-------- The records --------

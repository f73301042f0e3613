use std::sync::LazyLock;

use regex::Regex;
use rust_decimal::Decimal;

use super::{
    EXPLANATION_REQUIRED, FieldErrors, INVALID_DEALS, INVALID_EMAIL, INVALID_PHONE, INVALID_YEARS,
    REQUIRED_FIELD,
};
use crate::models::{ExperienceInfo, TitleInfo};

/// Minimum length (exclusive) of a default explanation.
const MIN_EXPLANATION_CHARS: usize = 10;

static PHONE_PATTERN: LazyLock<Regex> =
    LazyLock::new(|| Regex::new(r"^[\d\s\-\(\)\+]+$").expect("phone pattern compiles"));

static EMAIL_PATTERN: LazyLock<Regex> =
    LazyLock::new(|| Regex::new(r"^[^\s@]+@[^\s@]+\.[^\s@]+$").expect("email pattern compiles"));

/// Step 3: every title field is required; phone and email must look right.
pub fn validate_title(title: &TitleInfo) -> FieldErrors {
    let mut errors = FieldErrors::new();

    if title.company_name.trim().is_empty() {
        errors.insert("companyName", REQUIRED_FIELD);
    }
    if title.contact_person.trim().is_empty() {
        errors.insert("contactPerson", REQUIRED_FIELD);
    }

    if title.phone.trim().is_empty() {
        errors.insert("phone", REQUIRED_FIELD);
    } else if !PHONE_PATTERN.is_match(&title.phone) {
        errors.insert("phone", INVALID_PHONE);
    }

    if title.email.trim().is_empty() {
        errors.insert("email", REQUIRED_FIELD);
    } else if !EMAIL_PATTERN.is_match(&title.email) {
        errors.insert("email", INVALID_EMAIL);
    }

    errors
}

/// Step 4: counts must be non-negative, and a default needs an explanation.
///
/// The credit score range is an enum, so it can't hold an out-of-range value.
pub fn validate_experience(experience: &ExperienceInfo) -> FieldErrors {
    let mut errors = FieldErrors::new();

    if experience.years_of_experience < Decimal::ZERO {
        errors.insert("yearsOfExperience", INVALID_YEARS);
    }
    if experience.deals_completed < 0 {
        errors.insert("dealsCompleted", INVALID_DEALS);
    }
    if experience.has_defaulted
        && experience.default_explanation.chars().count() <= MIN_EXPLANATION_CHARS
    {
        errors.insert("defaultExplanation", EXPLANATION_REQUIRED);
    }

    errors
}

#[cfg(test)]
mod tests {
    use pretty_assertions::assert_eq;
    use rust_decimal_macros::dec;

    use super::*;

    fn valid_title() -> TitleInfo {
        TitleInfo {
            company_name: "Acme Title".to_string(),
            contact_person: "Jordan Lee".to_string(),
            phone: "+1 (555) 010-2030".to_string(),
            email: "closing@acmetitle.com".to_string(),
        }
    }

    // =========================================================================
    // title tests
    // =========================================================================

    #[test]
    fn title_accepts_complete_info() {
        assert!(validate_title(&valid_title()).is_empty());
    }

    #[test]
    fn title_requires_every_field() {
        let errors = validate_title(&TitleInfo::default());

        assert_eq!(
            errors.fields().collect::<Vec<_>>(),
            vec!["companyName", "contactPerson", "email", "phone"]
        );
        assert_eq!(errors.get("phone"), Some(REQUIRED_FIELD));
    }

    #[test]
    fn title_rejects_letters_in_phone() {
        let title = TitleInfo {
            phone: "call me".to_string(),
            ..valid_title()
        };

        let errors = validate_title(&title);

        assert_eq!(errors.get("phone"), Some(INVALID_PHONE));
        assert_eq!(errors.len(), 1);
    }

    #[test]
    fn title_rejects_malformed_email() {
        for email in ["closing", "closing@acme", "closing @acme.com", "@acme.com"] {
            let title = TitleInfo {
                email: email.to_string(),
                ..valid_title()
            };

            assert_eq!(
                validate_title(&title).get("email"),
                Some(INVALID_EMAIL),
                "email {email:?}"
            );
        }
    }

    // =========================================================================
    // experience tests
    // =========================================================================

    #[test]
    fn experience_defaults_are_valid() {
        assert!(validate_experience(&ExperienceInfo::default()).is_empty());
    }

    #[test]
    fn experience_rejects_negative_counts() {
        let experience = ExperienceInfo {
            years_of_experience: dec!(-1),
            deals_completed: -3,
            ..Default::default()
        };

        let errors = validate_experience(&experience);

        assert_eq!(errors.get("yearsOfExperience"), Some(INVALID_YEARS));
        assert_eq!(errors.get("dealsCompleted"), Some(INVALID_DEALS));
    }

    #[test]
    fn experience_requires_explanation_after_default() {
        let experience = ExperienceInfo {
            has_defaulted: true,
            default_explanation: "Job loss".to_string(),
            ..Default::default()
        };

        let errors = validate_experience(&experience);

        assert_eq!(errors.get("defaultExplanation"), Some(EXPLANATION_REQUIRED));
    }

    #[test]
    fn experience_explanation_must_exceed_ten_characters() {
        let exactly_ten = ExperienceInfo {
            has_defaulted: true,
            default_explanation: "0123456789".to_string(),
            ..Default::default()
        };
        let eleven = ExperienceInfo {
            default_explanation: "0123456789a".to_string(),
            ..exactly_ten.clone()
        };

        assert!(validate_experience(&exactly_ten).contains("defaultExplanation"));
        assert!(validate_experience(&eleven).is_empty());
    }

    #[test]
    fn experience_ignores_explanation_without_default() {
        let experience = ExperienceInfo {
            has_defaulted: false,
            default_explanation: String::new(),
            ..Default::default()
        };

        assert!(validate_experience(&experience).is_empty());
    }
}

--------

▶ **Work instruction**
The expected output is the exact run of lines from the start of the entries through the line with "if experience.has_defaulted", inclusive.

▶ **Answer for the task**
repository f73301042f0e3613
use std::sync::LazyLock;

use regex::Regex;
use rust_decimal::Decimal;

use super::{
    EXPLANATION_REQUIRED, FieldErrors, INVALID_DEALS, INVALID_EMAIL, INVALID_PHONE, INVALID_YEARS,
    REQUIRED_FIELD,
};
use crate::models::{ExperienceInfo, TitleInfo};

/// Minimum length (exclusive) of a default explanation.
const MIN_EXPLANATION_CHARS: usize = 10;

static PHONE_PATTERN: LazyLock<Regex> =
    LazyLock::new(|| Regex::new(r"^[\d\s\-\(\)\+]+$").expect("phone pattern compiles"));

static EMAIL_PATTERN: LazyLock<Regex> =
    LazyLock::new(|| Regex::new(r"^[^\s@]+@[^\s@]+\.[^\s@]+$").expect("email pattern compiles"));

/// Step 3: every title field is required; phone and email must look right.
pub fn validate_title(title: &TitleInfo) -> FieldErrors {
    let mut errors = FieldErrors::new();

    if title.company_name.trim().is_empty() {
        errors.insert("companyName", REQUIRED_FIELD);
    }
    if title.contact_person.trim().is_empty() {
        errors.insert("contactPerson", REQUIRED_FIELD);
    }

    if title.phone.trim().is_empty() {
        errors.insert("phone", REQUIRED_FIELD);
    } else if !PHONE_PATTERN.is_match(&title.phone) {
        errors.insert("phone", INVALID_PHONE);
    }

    if title.email.trim().is_empty() {
        errors.insert("email", REQUIRED_FIELD);
    } else if !EMAIL_PATTERN.is_match(&title.email) {
        errors.insert("email", INVALID_EMAIL);
    }

    errors
}

/// Step 4: counts must be non-negative, and a default needs an explanation.
///
/// The credit score range is an enum, so it can't hold an out-of-range value.
pub fn validate_experience(experience: &ExperienceInfo) -> FieldErrors {
    let mut errors = FieldErrors::new();

    if experience.years_of_experience < Decimal::ZERO {
        errors.insert("yearsOfExperience", INVALID_YEARS);
    }
    if experience.deals_completed < 0 {
        errors.insert("dealsCompleted", INVALID_DEALS);
    }
    if experience.has_defaulted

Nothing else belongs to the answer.